I would treat this clustering result as a broad descriptive summary rather than a final customer segmentation model. One limitation is that k-means is being applied to binary purchase data, while k-means is usually better suited for continuous numeric variables. For this assignment, it is still useful as a simple extra-credit clustering method, but a distance-based method such as Jaccard distance could be more appropriate for basket data.
The market basket analysis found that the grocery data contains both broad staple-item patterns and more specific high-lift combinations. Whole milk, other vegetables, rolls/buns, soda, and yogurt are among the most frequent items overall. The top association rules by lift show stronger niche relationships, such as alcohol-related combinations, convenience-food combinations, sandwich-related combinations, and baking-related combinations.
The most important caution is that high lift does not always mean high business impact. Some of the highest-lift rules have low support, meaning they happen in only a small share of total baskets.

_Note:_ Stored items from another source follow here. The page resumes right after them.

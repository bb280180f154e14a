//! Engine error types.
//!
//! Incompatibility between two formulas is never an error; it is a
//! [`Compatibility`](crate::Compatibility) value. Errors here are hard failures
//! for a single cell or a misuse of the API.

use sheetfold_common::{CellAddress, CellReference};
use sheetfold_parse::{ParserError, Rule};
use thiserror::Error;

use crate::ParsePath;

#[derive(Debug, Error)]
pub enum PatternError {
    /// A formula cell could not be parsed.
    #[error("cannot parse formula in {cell}: {source}")]
    Parse {
        cell: CellAddress,
        #[source]
        source: ParserError,
    },
    /// A cell expected to hold a formula does not.
    #[error("{cell} holds no formula")]
    NoFormula { cell: CellAddress },
    /// The candidate tree cannot host the variability pattern.
    #[error("variability pattern does not fit the parse tree at path {path:?}")]
    Binding { path: ParsePath },
    /// A bound reference has no parameter assigned.
    #[error("no parameter assigned to {reference}")]
    UnknownParameter { reference: CellReference },
    /// A nonterminal lacks a child its rule requires, or that child is not
    /// what the rule expects (an unknown operator, say).
    #[error("malformed {rule} node at child {child}")]
    MalformedTree { rule: Rule, child: usize },
    /// Configuration validation failure.
    #[error("invalid scan config: {0}")]
    Config(String),
}

impl PatternError {
    pub fn parse(cell: &CellAddress, source: ParserError) -> Self {
        Self::Parse {
            cell: cell.clone(),
            source,
        }
    }
}

pub type Result<T, E = PatternError> = std::result::Result<T, E>;
impl Tokenizer {
    /// Create a new tokenizer and immediately tokenize the formula.
    pub fn new(formula: &str) -> Result<Self, TokenizerError> {
        let mut tokenizer = Tokenizer {
            formula: formula.to_string(),
            items: Vec::with_capacity(formula.len() / 2),
            opener_stack: Vec::with_capacity(8),
            offset: 0,
            token_start: 0,
            token_end: 0,
        };
        tokenizer.run()?;
        Ok(tokenizer)
    }

    #[inline]
    fn current_byte(&self) -> Option<u8> {
        self.formula.as_bytes().get(self.offset).copied()
    }

    #[inline]
    fn has_token(&self) -> bool {
        self.token_end > self.token_start
    }

    #[inline]
    fn start_token(&mut self) {
        self.token_start = self.offset;
        self.token_end = self.offset;
    }

    #[inline]
    fn extend_token(&mut self) {
        self.token_end = self.offset;
    }

    fn error(&self, message: impl Into<String>) -> TokenizerError {
        TokenizerError {
            message: message.into(),
            pos: self.offset,
        }
    }

    fn run(&mut self) -> Result<(), TokenizerError> {
        if !self.formula.starts_with('=') {
            return Err(self.error("formula must start with '='"));
        }
        self.items.push(Token::from_slice(&self.formula, TokenKind::Equals, 0, 1));
        self.offset = 1;
        self.start_token();

        while self.offset < self.formula.len() {
            if self.check_scientific_notation() {
                continue;
            }

            let curr_byte = self.formula.as_bytes()[self.offset];

            if is_token_ender(curr_byte) && self.has_token() {
                let kind = match curr_byte {
                    b'(' => TokenKind::Function,
                    b'!' => TokenKind::SheetName,
                    _ => Token::classify_operand(&self.formula[self.token_start..self.token_end]),
                };
                self.save_token(kind);
            }

            match curr_byte {
                b'"' => self.parse_string()?,
                b'\'' => self.parse_quoted_sheet()?,
                b'[' => self.parse_brackets()?,
                b'#' => self.parse_error()?,
                b' ' | b'\n' => self.parse_whitespace(),
                b'+' | b'-' | b'*' | b'/' | b'^' | b'&' | b'=' | b'>' | b'<' | b'%' => {
                    self.parse_operator()
                }
                b'{' | b'(' => self.parse_opener(),
                b')' | b'}' => self.parse_closer()?,
                b';' | b',' => self.parse_separator(),
                b':' => self.push_single(TokenKind::Colon),
                b'!' => self.push_single(TokenKind::Bang),
                _ => {
                    if !self.has_token() {
                        self.start_token();
                    }
                    self.offset += 1;
                    self.extend_token();
                }
            }
        }

        if self.has_token() {
            let kind = Token::classify_operand(&self.formula[self.token_start..self.token_end]);
            self.save_token(kind);
        }

        if !self.opener_stack.is_empty() {
            return Err(self.error("Unmatched opening parenthesis or bracket"));
        }

        Ok(())
    }

    /// Consume the sign of an exponent (`1.5E+3`) as part of the number.
    fn check_scientific_notation(&mut self) -> bool {
        if let Some(curr_byte) = self.current_byte() {
            if (curr_byte == b'+' || curr_byte == b'-')
                && self.has_token()
                && self.is_scientific_notation_base()
            {
                self.offset += 1;
                self.extend_token();
                return true;
            }
        }
        false
    }

    /// Is the current word the base of a number in scientific notation (`1.23E`)?
    fn is_scientific_notation_base(&self) -> bool {
        let token_slice = &self.formula.as_bytes()[self.token_start..self.token_end];
        if token_slice.len() < 2 {
            return false;
        }

        let last = token_slice[token_slice.len() - 1];
        if !(last == b'E' || last == b'e') {
            return false;
        }
        if !token_slice[0].is_ascii_digit() {
            return false;
        }

        let mut dot_seen = false;
        for &ch in &token_slice[1..token_slice.len() - 1] {
            match ch {
                b'0'..=b'9' => {}
                b'.' if !dot_seen => dot_seen = true,
                _ => return false,
            }
        }
        true
    }

    fn save_token(&mut self, kind: TokenKind) {
        if self.has_token() {
            let token = Token::from_slice(&self.formula, kind, self.token_start, self.token_end);
            self.items.push(token);
        }
        self.start_token();
    }

    fn push_single(&mut self, kind: TokenKind) {
        self.items.push(Token::from_slice(
            &self.formula,
            kind,
            self.offset,
            self.offset + 1,
        ));
        self.offset += 1;
        self.start_token();
    }

    /// Scan a delimited run starting at the current offset; doubled delimiters escape.
    fn scan_delimited(&mut self, delim: u8) -> Result<usize, TokenizerError> {
        let start = self.offset;
        self.offset += 1;
        while self.offset < self.formula.len() {
            if self.formula.as_bytes()[self.offset] == delim {
                self.offset += 1;
                if self.current_byte() == Some(delim) {
                    self.offset += 1;
                } else {
                    return Ok(start);
                }
            } else {
                self.offset += 1;
            }
        }
        Err(TokenizerError {
            message: "Reached end of formula while parsing string".to_string(),
            pos: self.offset,
        })
    }

    fn parse_string(&mut self) -> Result<(), TokenizerError> {
        if self.has_token() {
            let kind = Token::classify_operand(&self.formula[self.token_start..self.token_end]);
            self.save_token(kind);
        }
        let start = self.scan_delimited(b'"')?;
        self.items.push(Token::from_slice(
            &self.formula,
            TokenKind::Text,
            start,
            self.offset,
        ));
        self.start_token();
        Ok(())
    }

    /// `'My Sheet'!A1`: a quoted sheet name must be followed by `!`.
    fn parse_quoted_sheet(&mut self) -> Result<(), TokenizerError> {
        if self.has_token() {
            return Err(self.error("Unexpected quote inside identifier"));
        }
        let start = self.scan_delimited(b'\'')?;
        if self.current_byte() != Some(b'!') {
            return Err(self.error("Quoted sheet name must be followed by '!'"));
        }
        self.items.push(Token::from_slice(
            &self.formula,
            TokenKind::SheetName,
            start,
            self.offset,
        ));
        self.start_token();
        Ok(())
    }

    /// Bracketed text stays part of the current word (external books, table specifiers).
    fn parse_brackets(&mut self) -> Result<(), TokenizerError> {
        if !self.has_token() {
            self.start_token();
        }

        let mut open_count = 1;
        self.offset += 1;

        while self.offset < self.formula.len() {
            match self.formula.as_bytes()[self.offset] {
                b'[' => open_count += 1,
                b']' => {
                    open_count -= 1;
                    if open_count == 0 {
                        self.offset += 1;
                        self.extend_token();
                        return Ok(());
                    }
                }
                _ => {}
            }
            self.offset += 1;
        }

        Err(self.error("Encountered unmatched '['"))
    }

    fn parse_error(&mut self) -> Result<(), TokenizerError> {
        if self.has_token() {
            let kind = Token::classify_operand(&self.formula[self.token_start..self.token_end]);
            self.save_token(kind);
        }

        let rest = &self.formula.as_bytes()[self.offset..];
        for &err_code in ERROR_CODES {
            let err_bytes = err_code.as_bytes();
            if rest.len() >= err_bytes.len()
                && rest[..err_bytes.len()].eq_ignore_ascii_case(err_bytes)
            {
                let end = self.offset + err_bytes.len();
                self.items.push(Token::from_slice(
                    &self.formula,
                    TokenKind::Error,
                    self.offset,
                    end,
                ));
                self.offset = end;
                self.start_token();
                return Ok(());
            }
        }

        Err(self.error(format!("Invalid error code at position {}", self.offset)))
    }

    fn parse_whitespace(&mut self) {
        let ws_start = self.offset;
        while let Some(b' ' | b'\n') = self.current_byte() {
            self.offset += 1;
        }
        self.items.push(Token::from_slice(
            &self.formula,
            TokenKind::Whitespace,
            ws_start,
            self.offset,
        ));
        self.start_token();
    }

    fn previous_significant(&self) -> Option<&Token> {
        self.items
            .iter()
            .rev()
            .find(|t| t.kind != TokenKind::Whitespace)
    }

    fn parse_operator(&mut self) {
        if self.offset + 1 < self.formula.len() {
            let two_char = &self.formula.as_bytes()[self.offset..self.offset + 2];
            if two_char == b">=" || two_char == b"<=" || two_char == b"<>" {
                self.items.push(Token::from_slice(
                    &self.formula,
                    TokenKind::OpInfix,
                    self.offset,
                    self.offset + 2,
                ));
                self.offset += 2;
                self.start_token();
                return;
            }
        }

        let kind = match self.formula.as_bytes()[self.offset] {
            b'%' => TokenKind::OpPostfix,
            b'+' | b'-' => match self.previous_significant() {
                Some(prev) if prev.kind.ends_operand() => TokenKind::OpInfix,
                _ => TokenKind::OpPrefix,
            },
            _ => TokenKind::OpInfix,
        };
        self.push_single(kind);
    }

    fn parse_opener(&mut self) {
        let opener = match self.formula.as_bytes()[self.offset] {
            b'{' => Opener::Brace,
            _ => match self.items.last() {
                Some(t) if t.kind == TokenKind::Function => Opener::Func,
                _ => Opener::Paren,
            },
        };
        self.opener_stack.push(opener);
        let kind = if opener == Opener::Brace {
            TokenKind::OpenBrace
        } else {
            TokenKind::OpenParen
        };
        self.push_single(kind);
    }

    fn parse_closer(&mut self) -> Result<(), TokenizerError> {
        let curr_byte = self.formula.as_bytes()[self.offset];
        let Some(opener) = self.opener_stack.pop() else {
            return Err(self.error(format!(
                "No matching opener for closer at position {}",
                self.offset
            )));
        };
        let kind = match (curr_byte, opener) {
            (b'}', Opener::Brace) => TokenKind::CloseBrace,
            (b')', Opener::Func | Opener::Paren) => TokenKind::CloseParen,
            _ => return Err(self.error("Mismatched ( and { pair")),
        };
        self.push_single(kind);
        Ok(())
    }

    fn parse_separator(&mut self) {
        let kind = if self.formula.as_bytes()[self.offset] == b';' {
            TokenKind::RowSep
        } else {
            match self.opener_stack.last() {
                Some(Opener::Func | Opener::Brace) => TokenKind::ArgSep,
                // Outside a call a comma is the union operator.
                _ => TokenKind::OpInfix,
            }
        };
        self.push_single(kind);
    }

    /// Reconstruct the formula from the tokens.
    pub fn render(&self) -> String {
        self.items.iter().map(|t| t.value.as_str()).collect()
    }
}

A practical recommendation would be to use lift together with support and confidence. Rules with high lift and reasonable support would be the best candidates for store layout changes, promotions, or recommendation systems.
The train/test validation step makes the analysis closer to a predictive analytics workflow because the rules are not only discovered in one dataset but checked on unseen transactions. This helps identify whether a rule may generalize or whether it may only be strong because of rare combinations in the training data.
The extra-credit clustering analysis supports the same general conclusion: grocery baskets can be grouped into broad shopping patterns based on common staple items, but the most interesting detailed relationships are better captured by association rules.